(DATA FOR ANALYSIS)

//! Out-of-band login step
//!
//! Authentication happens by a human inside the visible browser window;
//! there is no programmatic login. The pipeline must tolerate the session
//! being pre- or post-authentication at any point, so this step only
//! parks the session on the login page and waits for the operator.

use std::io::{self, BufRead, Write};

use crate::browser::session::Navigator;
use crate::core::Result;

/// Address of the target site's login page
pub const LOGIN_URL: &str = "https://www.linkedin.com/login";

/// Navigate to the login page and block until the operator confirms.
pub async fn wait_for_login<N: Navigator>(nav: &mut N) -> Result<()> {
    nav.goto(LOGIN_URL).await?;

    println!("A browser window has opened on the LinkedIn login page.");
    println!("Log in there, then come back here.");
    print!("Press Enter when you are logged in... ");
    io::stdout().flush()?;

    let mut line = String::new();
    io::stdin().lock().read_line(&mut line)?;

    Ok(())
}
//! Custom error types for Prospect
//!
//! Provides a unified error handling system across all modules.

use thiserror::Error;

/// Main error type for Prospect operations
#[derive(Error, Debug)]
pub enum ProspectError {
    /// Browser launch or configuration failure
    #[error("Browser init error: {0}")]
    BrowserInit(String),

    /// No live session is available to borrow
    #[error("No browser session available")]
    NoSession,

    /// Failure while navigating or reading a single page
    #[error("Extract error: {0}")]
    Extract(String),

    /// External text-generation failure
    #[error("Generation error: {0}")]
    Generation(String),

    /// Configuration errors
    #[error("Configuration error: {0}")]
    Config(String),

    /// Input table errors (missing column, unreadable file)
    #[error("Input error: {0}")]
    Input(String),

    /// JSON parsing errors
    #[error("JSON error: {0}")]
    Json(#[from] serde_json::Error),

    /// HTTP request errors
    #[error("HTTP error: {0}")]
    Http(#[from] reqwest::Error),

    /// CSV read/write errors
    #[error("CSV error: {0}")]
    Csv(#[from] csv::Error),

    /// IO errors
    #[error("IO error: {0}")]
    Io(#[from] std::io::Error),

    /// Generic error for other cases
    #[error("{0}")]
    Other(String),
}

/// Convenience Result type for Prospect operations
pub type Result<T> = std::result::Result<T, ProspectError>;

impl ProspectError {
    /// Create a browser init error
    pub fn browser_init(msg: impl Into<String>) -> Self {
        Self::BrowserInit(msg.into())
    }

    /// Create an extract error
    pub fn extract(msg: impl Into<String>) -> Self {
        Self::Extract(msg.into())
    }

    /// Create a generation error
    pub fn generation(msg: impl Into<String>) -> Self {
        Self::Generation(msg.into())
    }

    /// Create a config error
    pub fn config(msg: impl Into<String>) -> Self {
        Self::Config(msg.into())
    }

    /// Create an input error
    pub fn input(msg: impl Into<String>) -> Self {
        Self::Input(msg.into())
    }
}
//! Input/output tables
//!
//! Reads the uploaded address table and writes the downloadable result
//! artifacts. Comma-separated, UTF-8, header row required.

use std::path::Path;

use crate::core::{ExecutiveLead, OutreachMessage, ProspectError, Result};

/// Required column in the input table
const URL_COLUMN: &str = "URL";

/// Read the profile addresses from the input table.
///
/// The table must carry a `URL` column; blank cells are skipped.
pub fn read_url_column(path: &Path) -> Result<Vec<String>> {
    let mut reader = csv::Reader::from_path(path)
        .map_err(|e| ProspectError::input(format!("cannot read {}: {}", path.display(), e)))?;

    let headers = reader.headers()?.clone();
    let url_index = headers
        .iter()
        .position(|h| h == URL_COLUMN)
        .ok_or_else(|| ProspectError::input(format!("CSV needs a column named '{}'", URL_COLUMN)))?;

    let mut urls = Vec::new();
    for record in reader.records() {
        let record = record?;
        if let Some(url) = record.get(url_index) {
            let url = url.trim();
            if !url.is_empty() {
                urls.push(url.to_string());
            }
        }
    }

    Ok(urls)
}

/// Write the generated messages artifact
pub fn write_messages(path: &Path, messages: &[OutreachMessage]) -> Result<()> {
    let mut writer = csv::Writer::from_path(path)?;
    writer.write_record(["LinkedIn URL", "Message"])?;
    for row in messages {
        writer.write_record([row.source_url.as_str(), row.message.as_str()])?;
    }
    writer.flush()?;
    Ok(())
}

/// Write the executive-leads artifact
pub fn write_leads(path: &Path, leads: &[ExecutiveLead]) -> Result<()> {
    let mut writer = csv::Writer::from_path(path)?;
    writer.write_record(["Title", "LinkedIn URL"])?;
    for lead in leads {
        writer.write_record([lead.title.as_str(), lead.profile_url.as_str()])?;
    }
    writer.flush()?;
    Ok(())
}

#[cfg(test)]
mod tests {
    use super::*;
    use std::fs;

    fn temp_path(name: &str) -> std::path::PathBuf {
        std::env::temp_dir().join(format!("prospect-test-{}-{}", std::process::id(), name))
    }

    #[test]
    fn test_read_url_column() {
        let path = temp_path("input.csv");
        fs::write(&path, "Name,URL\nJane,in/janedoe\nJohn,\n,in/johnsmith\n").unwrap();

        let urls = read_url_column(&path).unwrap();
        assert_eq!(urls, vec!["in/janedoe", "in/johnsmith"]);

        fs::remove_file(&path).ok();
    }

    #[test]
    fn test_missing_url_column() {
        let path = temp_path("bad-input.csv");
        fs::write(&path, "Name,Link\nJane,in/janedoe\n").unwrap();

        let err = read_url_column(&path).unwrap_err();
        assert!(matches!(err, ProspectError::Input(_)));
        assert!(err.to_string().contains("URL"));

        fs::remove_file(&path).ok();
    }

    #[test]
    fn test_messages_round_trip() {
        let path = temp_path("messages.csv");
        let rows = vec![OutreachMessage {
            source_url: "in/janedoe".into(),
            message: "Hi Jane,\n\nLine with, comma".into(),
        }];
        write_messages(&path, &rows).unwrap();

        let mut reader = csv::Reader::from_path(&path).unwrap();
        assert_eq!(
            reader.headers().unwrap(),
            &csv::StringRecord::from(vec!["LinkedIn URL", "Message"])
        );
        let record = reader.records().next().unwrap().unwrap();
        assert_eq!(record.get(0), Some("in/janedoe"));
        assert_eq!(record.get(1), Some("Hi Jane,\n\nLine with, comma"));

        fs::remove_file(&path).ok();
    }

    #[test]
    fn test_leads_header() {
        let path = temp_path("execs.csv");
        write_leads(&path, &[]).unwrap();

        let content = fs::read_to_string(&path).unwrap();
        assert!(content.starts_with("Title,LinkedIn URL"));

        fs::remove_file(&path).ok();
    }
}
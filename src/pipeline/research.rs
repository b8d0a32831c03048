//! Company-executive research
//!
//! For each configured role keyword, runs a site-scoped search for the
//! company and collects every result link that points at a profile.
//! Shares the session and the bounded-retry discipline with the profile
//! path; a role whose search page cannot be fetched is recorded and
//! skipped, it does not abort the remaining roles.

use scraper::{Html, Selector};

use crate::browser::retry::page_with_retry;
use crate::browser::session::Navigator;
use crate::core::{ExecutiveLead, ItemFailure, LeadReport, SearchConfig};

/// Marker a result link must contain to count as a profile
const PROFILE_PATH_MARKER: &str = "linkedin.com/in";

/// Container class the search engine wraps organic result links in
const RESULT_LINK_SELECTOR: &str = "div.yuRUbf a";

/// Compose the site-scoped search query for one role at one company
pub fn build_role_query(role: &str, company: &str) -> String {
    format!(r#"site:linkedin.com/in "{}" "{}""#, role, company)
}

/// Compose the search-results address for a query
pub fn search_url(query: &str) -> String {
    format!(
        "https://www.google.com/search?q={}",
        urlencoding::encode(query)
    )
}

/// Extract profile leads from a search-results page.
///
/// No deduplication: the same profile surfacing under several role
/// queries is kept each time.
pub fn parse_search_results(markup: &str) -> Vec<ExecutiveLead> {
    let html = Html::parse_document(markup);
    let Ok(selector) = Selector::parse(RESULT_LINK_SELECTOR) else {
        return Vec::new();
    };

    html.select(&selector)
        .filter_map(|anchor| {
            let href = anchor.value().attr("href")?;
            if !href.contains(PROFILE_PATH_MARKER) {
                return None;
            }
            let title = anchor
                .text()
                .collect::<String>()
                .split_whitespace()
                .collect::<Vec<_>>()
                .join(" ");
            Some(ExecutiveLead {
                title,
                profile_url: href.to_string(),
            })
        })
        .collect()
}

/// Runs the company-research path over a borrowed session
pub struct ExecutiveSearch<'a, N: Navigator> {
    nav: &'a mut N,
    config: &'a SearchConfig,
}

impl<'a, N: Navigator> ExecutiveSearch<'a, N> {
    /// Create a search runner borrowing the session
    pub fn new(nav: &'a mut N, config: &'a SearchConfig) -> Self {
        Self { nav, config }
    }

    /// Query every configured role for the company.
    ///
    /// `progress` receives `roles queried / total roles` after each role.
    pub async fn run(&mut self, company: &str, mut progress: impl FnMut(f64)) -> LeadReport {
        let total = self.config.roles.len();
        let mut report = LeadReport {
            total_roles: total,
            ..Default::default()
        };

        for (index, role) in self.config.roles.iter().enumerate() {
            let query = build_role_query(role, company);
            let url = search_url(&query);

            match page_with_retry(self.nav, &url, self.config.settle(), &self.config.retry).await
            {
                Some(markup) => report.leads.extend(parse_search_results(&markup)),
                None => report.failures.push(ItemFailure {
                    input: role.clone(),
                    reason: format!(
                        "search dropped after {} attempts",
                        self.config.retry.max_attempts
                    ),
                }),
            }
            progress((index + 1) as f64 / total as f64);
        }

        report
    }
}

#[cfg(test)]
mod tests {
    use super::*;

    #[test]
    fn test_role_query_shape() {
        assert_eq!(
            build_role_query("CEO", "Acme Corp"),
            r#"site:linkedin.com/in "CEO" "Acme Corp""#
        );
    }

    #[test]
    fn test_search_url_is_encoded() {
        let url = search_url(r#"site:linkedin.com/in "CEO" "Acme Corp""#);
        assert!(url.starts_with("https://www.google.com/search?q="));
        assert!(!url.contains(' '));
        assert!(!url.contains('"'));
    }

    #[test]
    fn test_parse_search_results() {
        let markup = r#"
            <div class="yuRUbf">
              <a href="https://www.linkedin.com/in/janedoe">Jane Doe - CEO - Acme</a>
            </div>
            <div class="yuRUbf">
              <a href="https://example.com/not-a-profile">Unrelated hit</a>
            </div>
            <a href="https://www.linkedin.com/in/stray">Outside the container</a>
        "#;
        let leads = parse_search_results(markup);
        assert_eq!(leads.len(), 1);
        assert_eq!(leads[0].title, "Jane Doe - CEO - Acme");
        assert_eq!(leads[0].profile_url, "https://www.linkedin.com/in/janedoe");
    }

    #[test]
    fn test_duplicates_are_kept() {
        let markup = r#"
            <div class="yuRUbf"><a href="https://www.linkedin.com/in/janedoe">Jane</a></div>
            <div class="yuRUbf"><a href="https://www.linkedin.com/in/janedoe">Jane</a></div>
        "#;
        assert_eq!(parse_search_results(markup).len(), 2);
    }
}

(End DATA FOR ANALYSIS)

• [EXERCISE DESCRIPTION]: The expected output is the exact run of lines from the start of the entries through the line with "let mut line = String::new();", inclusive.

• [SOLUTION TO THE EXERCISE]:
//! Out-of-band login step
//!
//! Authentication happens by a human inside the visible browser window;
//! there is no programmatic login. The pipeline must tolerate the session
//! being pre- or post-authentication at any point, so this step only
//! parks the session on the login page and waits for the operator.

use std::io::{self, BufRead, Write};

use crate::browser::session::Navigator;
use crate::core::Result;

/// Address of the target site's login page
pub const LOGIN_URL: &str = "https://www.linkedin.com/login";

/// Navigate to the login page and block until the operator confirms.
pub async fn wait_for_login<N: Navigator>(nav: &mut N) -> Result<()> {
    nav.goto(LOGIN_URL).await?;

    println!("A browser window has opened on the LinkedIn login page.");
    println!("Log in there, then come back here.");
    print!("Press Enter when you are logged in... ");
    io::stdout().flush()?;

    let mut line = String::new();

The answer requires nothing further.